IMO a good OO language must have relational features and a good
relational language must have OO features like inheritance and private
parts protection.

It would be a very good thing if we could use the same language for
all, but a language with all the features we need.

The OODBMSs try to do this but with a completely inapropriate language
for data management. They cure the disease killing the patient.

>> ADO.NET is a clear backward step in ease of use, and it has important
>> problems if you want to map big tables.
>
>I agree. The last .Net project I worked on I used ADO instead of ADO.NET
>for this very reason. The complete abandonment of any useful connected
>model seems to be a big mistake. If you have a query that may potentially
>return a large dataset then ADO.NET is hopeless because it loads the entire
>dataset into memory before it can do anything else. This is catastrophic
>if you have a client/server design because the entire dataset is shipped
>over the wire.

I can't agree more. For me ADO.NET is simply unusable for complex
applications.

I use it for Pocket PC apps only because it does not worth to create a
replacement for very simple applications.

>Well I agree OO is very illdefined and it is easy to get into a war of "I'm
>more OO than you". But I think that there would be general agreement that
>relational model lacks many of the features (such as inheritance, interfaces
>etc) that make OO such a powerful tool for application development.

But IMO that agreement is based on the ignorance of what The
Relational Model really is. The Relational Model is not SQL. SQL was a
quick and dirty experiment of the 70's that never should be released.

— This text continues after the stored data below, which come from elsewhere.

//! Tool registration and dispatch.

use std::sync::Arc;

use serde_json::Value;

use firecrawl_core::FirecrawlClient;

use crate::types::{McpError, McpResult, ToolCallResult, ToolDefinition};

use super::{
    cancel_crawl, check_batch_scrape_status, check_crawl_status, check_extract_status,
    quick_web_extract, scrape_url, search, start_batch_scrape, start_crawl, start_extract,
};

pub struct ToolRegistry;

impl ToolRegistry {
    pub fn list_tools() -> Vec<ToolDefinition> {
        vec![
            scrape_url::definition(),
            search::definition(),
            start_crawl::definition(),
            check_crawl_status::definition(),
            cancel_crawl::definition(),
            start_batch_scrape::definition(),
            check_batch_scrape_status::definition(),
            start_extract::definition(),
            check_extract_status::definition(),
            quick_web_extract::definition(),
        ]
    }

    pub async fn call(
        name: &str,
        arguments: Option<Value>,
        client: &Arc<FirecrawlClient>,
    ) -> McpResult<ToolCallResult> {
        let args = arguments.unwrap_or(Value::Object(serde_json::Map::new()));
        tracing::debug!("tools/call {name}");

        match name {
            "scrape_url" => scrape_url::execute(args, client).await,
            "search" => search::execute(args, client).await,
            "start_crawl" => start_crawl::execute(args, client).await,
            "check_crawl_status" => check_crawl_status::execute(args, client).await,
            "cancel_crawl" => cancel_crawl::execute(args, client).await,
            "start_batch_scrape" => start_batch_scrape::execute(args, client).await,
            "check_batch_scrape_status" => check_batch_scrape_status::execute(args, client).await,
            "start_extract" => start_extract::execute(args, client).await,
            "check_extract_status" => check_extract_status::execute(args, client).await,
            "quick_web_extract" => quick_web_extract::execute(args, client).await,
            _ => Err(McpError::ToolNotFound(name.to_string())),
        }
    }
}

#[cfg(test)]
mod tests {
    use super::*;

    #[test]
    fn test_tool_names_unique() {
        let tools = ToolRegistry::list_tools();
        let mut names: Vec<_> = tools.iter().map(|t| t.name.as_str()).collect();
        names.sort_unstable();
        names.dedup();
        assert_eq!(names.len(), 10);
    }

    #[test]
    fn test_schemas_are_objects() {
        for tool in ToolRegistry::list_tools() {
            assert_eq!(tool.input_schema["type"], "object", "{}", tool.name);
            assert!(tool.input_schema["required"].is_array(), "{}", tool.name);
        }
    }
}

You can have single and multiple inheritance with The Relational
Model, and even you have inheritance in SQL 3.

>> The correct equation is:
>>
>> one class = one domain.
>> Anything else is a great blunder.
>
>Not sure what you mean by a domain.

A data type. What SQL domains should be but they are not.

I suppose you know what SQL domains are:

CREATE DOMAIN name [AS] data_type
    [ DEFAULT expression ]
    [ constraint [ ... ] ]

Class and domains are the same.

> I think you may be being a little
>dogmatic.

No, it is basic common sense. The most common meaning of class is data
type (class may mean many things like most OO terms), and database
domains are data types. They are the same.

On the other hand tables are variables and it is evident that to
confuse a variable with a type is a monstruous blunder.

>> I am very comfortable with both, but one is clearly superior than the
>> other.
>>
>Well I grant that the relational model is clearly superior for data
>management

This is what I mean.

> but for application development (user interface and business
>logic)

No!

User interface logic is application development, but business logic is
data management.

Business logic are the data integrity and data derivation rules.
Business logic and databases are indissoluble. Business logic is ALL
in database design.

The Relational Model is a direct application of mathematical logic and
it is logic to use logic for the business logic :-)

Codd won the Turing award just for this idea.

> I believe that an OO model is preferable.

With The Relational Model you can enforce the business logic
declaratively with a little fraction of the code needed to do the same
with low level procedural OO code.

For instance it would be very stupid to not declare the primary keys
of the tables and to enforce that business logic on the application
using an OO language.

The same is applyable for the rest of the business logic. OO is for
the user interface logic and for the communications with the DBMS.